So I guess it's all relative, the expense of the band, the value of that particular bird, the distance the bird is found from the owner, the owner themselves. I guess I need to look it as more of a "sport" and less as having "pets". It's just that I'm an animal lover and it's hard for me to justify killing ANYTHING for no good reason. I put more value on life than that.

You talked about this being a homer but it has NBRC (national Birmingham roller club) on his band. So I'm assuming it's most likely a roller that was sold to someone in this area (band was sold in West Virginia, I'm in Iowa). 

Your causing me to rethink my quest for locating the owner. I have a phone # but now I'm hesitant to call it. I think I might ask point blank if he wants the bird back or if he just wants the band. Could I just send him the band? Hmmmmmm.......This puts a whole new twist on things. 

I'll let you know what I do.


----------



## marvin (May 2, 2002)

Spoke to contact given me by NBRC who might know registered owner as they supposedly live in the same state. As it turned out they don't (screw up on NBRC's part)

Anyway.......I asked him about the owner wanting the bird back just to kill the bird and get the band and he said "they wouldn't do that.....the bands cost about .12 ea."
He said what probably happened is someone around here probably bought the bird and it got lost and have no homing ability to find its way back home.
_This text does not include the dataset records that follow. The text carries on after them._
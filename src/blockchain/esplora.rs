//! Esplora-style UTXO indexer client.
//!
//! # Responsibilities
//! - List an address's unspent outputs and funded/spent totals
//! - Fetch parent transactions to recover locking scripts
//! - Check outpoint spend status and transaction confirmation status
//! - Read the fee-estimate table and submit raw transactions

use std::collections::BTreeMap;
use std::time::Duration;

use reqwest::StatusCode;
use serde::de::DeserializeOwned;
use serde::Deserialize;

use crate::blockchain::types::{BlockchainError, BlockchainResult};
use crate::config::BitcoinConfig;

/// Unspent output as listed by `/address/{addr}/utxo`.
#[derive(Debug, Clone, Deserialize)]
pub struct EsploraUtxo {
    pub txid: String,
    pub vout: u32,
    pub value: u64,
}

/// Output of a transaction as returned by `/tx/{txid}`.
#[derive(Debug, Clone, Deserialize)]
pub struct EsploraVout {
    /// Locking script, hex.
    pub scriptpubkey: String,
    pub value: u64,
}

#[derive(Debug, Clone, Deserialize)]
pub struct EsploraTransaction {
    pub txid: String,
    pub vout: Vec<EsploraVout>,
}

#[derive(Debug, Clone, Deserialize)]
pub struct EsploraTxStatus {
    pub confirmed: bool,
    #[serde(default)]
    pub block_height: Option<u64>,
}

#[derive(Debug, Clone, Deserialize)]
pub struct EsploraOutspend {
    pub spent: bool,
}

#[derive(Debug, Clone, Default, Deserialize)]
struct FundingStats {
    funded_txo_sum: u64,
    spent_txo_sum: u64,
}

#[derive(Debug, Clone, Deserialize)]
struct AddressStats {
    chain_stats: FundingStats,
    #[serde(default)]
    mempool_stats: FundingStats,
}

/// HTTP client for an Esplora-compatible REST API.
#[derive(Debug, Clone)]
pub struct EsploraClient {
    http: reqwest::Client,
    base_url: String,
    timeout_secs: u64,
}

impl EsploraClient {
    pub fn new(config: &BitcoinConfig) -> BlockchainResult<Self> {
        let http = reqwest::Client::builder()
            .timeout(Duration::from_secs(config.request_timeout_secs))
            .build()
            .map_err(|e| BlockchainError::Rpc(format!("HTTP client: {}", e)))?;
        Ok(Self {
            http,
            base_url: config.esplora_url.trim_end_matches('/').to_string(),
            timeout_secs: config.request_timeout_secs,
        })
    }

    async fn get_text(&self, path: &str) -> BlockchainResult<String> {
        let url = format!("{}{}", self.base_url, path);
        tracing::debug!(url = %url, "Esplora request");

        let response = self
            .http
            .get(&url)
            .send()
            .await
            .map_err(|e| BlockchainError::from_reqwest(e, self.timeout_secs))?;

        let status = response.status();
        let body = response
            .text()
            .await
            .map_err(|e| BlockchainError::from_reqwest(e, self.timeout_secs))?;

        if status == StatusCode::NOT_FOUND {
            return Err(BlockchainError::NotFound(path.to_string()));
        }
        if !status.is_success() {
            return Err(BlockchainError::Rejected {
                status: Some(status.as_u16()),
                message: body,
            });
        }
        Ok(body)
    }

    async fn get_json<T: DeserializeOwned>(&self, path: &str) -> BlockchainResult<T> {
        let body = self.get_text(path).await?;
        serde_json::from_str(&body).map_err(|e| BlockchainError::Decode(format!("{}: {}", path, e)))
    }

    /// Unspent outputs for `address`, in indexer order.
    pub async fn address_utxos(&self, address: &str) -> BlockchainResult<Vec<EsploraUtxo>> {
        self.get_json(&format!("/address/{}/utxo", address)).await
    }

    /// Confirmed plus mempool balance.
    pub async fn address_balance(&self, address: &str) -> BlockchainResult<u64> {
        let stats: AddressStats = self.get_json(&format!("/address/{}", address)).await?;
        let funded = stats.chain_stats.funded_txo_sum + stats.mempool_stats.funded_txo_sum;
        let spent = stats.chain_stats.spent_txo_sum + stats.mempool_stats.spent_txo_sum;
        Ok(funded.saturating_sub(spent))
    }

    pub async fn transaction(&self, txid: &str) -> BlockchainResult<EsploraTransaction> {
        self.get_json(&format!("/tx/{}", txid)).await
    }

    /// Confirmation status; `None` when the indexer has never seen `txid`.
    pub async fn tx_status(&self, txid: &str) -> BlockchainResult<Option<EsploraTxStatus>> {
        match self.get_json(&format!("/tx/{}/status", txid)).await {
            Ok(status) => Ok(Some(status)),
            Err(BlockchainError::NotFound(_)) => Ok(None),
            Err(e) => Err(e),
        }
    }

    pub async fn outspend(&self, txid: &str, vout: u32) -> BlockchainResult<EsploraOutspend> {
        self.get_json(&format!("/tx/{}/outspend/{}", txid, vout)).await
    }

    /// Fee rates in sat/vB keyed by confirmation target in blocks.
    pub async fn fee_estimates(&self) -> BlockchainResult<BTreeMap<u32, f64>> {
        let raw: BTreeMap<String, f64> = self.get_json("/fee-estimates").await?;
        Ok(raw
            .into_iter()
            .filter_map(|(target, rate)| target.parse().ok().map(|t| (t, rate)))
            .collect())
    }

    /// POST the raw transaction hex; returns the txid the indexer reports.
    pub async fn broadcast(&self, raw_hex: &str) -> BlockchainResult<String> {
        let url = format!("{}/tx", self.base_url);
        let response = self
            .http
            .post(&url)
            .body(raw_hex.to_string())
            .send()
            .await
            .map_err(|e| BlockchainError::from_reqwest(e, self.timeout_secs))?;

        let status = response.status();
        let body = response
            .text()
            .await
            .map_err(|e| BlockchainError::from_reqwest(e, self.timeout_secs))?;

        if status.is_success() {
            Ok(body.trim().to_string())
        } else {
            Err(BlockchainError::Rejected {
                status: Some(status.as_u16()),
                message: body,
            })
        }
    }
}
Anyway, the quest continues..............


----------



## Badragoon (Apr 22, 2002)

The owners of Racers or Rollers that have a club around here usually shoot them with a shotgun or feed them to their dogs. If they try to get away, they sic the Pointers after them. Then Pow. It is very cruel. I try to buy the birds from them before they do this. When the owner no longer wants them you get them for cheap. I say call him. If the band is not the snap on kind then you can't usually take them off. You can take them off by either cutting the band (which makes the band unusable) or cut off their feet. If he wants the band for reuse and it is not a snap on, then I would refuse to give him the bird.


----------



## raynjudy (Aug 22, 2000)

Yes, while you can't paint them all with one brush, some die-hard racing/performing lofts systematically cull/kill any of their little charges, that lose their way. The aim is the "purity" of the genome--a temporary state, at any rate. 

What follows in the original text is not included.